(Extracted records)
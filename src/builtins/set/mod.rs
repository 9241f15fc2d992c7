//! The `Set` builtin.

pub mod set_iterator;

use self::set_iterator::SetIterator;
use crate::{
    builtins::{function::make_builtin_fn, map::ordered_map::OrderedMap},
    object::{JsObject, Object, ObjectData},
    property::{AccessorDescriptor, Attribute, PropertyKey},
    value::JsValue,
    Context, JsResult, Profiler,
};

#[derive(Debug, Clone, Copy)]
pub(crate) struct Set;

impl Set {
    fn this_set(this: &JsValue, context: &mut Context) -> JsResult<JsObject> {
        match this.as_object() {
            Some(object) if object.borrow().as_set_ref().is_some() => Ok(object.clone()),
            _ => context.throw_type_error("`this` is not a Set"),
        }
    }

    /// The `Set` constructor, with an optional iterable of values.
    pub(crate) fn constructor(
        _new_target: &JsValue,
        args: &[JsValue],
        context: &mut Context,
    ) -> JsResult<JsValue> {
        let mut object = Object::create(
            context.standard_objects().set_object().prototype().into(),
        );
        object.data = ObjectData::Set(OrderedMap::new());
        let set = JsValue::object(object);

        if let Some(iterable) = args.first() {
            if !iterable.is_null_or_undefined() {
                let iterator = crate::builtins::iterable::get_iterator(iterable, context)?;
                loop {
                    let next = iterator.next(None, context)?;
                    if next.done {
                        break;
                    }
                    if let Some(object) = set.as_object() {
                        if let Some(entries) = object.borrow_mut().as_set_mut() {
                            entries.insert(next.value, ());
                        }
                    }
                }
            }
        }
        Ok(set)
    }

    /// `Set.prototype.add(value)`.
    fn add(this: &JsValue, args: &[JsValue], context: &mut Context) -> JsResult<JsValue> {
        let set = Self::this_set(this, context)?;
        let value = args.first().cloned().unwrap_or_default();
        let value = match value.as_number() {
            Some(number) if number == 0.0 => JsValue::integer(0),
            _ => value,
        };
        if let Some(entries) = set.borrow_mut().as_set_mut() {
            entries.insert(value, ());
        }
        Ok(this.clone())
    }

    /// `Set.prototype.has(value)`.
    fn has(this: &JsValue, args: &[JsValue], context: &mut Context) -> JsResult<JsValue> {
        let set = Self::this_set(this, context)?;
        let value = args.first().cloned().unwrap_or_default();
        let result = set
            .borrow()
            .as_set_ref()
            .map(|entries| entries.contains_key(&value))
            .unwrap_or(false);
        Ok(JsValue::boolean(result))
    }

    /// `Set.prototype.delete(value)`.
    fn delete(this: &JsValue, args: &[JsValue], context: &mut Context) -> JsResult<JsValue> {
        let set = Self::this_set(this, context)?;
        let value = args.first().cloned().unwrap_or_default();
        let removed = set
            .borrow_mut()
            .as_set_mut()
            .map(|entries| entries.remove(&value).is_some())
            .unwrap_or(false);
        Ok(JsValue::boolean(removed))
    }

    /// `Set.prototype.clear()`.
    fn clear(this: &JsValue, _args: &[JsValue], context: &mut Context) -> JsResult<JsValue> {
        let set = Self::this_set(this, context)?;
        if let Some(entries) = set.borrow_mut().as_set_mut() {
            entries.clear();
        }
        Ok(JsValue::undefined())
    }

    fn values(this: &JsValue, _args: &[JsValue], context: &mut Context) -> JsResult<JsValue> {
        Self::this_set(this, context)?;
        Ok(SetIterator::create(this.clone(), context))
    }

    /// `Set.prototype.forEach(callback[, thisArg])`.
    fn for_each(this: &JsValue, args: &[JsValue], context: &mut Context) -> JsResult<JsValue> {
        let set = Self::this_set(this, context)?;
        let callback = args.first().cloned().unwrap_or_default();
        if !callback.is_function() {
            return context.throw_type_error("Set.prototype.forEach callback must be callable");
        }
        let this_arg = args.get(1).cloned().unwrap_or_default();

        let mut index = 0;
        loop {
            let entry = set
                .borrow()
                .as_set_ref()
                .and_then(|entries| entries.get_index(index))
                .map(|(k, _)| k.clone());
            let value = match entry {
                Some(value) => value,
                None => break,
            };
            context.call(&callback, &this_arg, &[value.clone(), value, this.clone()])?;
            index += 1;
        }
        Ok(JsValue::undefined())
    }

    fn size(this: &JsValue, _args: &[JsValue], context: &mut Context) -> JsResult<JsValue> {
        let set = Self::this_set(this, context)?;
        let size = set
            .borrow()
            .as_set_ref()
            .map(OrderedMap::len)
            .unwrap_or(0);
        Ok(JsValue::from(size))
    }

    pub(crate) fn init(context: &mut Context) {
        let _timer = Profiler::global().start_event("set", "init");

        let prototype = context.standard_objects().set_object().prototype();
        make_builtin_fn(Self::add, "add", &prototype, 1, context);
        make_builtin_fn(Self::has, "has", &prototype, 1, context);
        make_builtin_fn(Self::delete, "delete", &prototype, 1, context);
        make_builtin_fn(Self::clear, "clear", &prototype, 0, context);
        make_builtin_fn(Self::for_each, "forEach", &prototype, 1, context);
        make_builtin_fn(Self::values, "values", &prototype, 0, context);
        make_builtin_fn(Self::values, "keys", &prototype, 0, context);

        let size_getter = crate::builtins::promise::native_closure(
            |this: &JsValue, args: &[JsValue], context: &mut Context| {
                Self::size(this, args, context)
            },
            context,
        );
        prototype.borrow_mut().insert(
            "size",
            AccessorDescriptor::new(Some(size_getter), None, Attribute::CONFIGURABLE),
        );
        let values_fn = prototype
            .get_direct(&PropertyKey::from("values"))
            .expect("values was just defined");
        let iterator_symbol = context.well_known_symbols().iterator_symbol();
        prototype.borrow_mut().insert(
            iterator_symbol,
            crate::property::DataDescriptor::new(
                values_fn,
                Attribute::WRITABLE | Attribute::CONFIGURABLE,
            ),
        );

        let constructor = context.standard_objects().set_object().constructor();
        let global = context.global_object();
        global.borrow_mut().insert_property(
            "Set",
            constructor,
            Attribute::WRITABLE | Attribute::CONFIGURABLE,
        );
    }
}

**Goal of the exercise:**
The answer is a single number, the count of lines in the records that contain the string "JsObject".

**Answer:**
2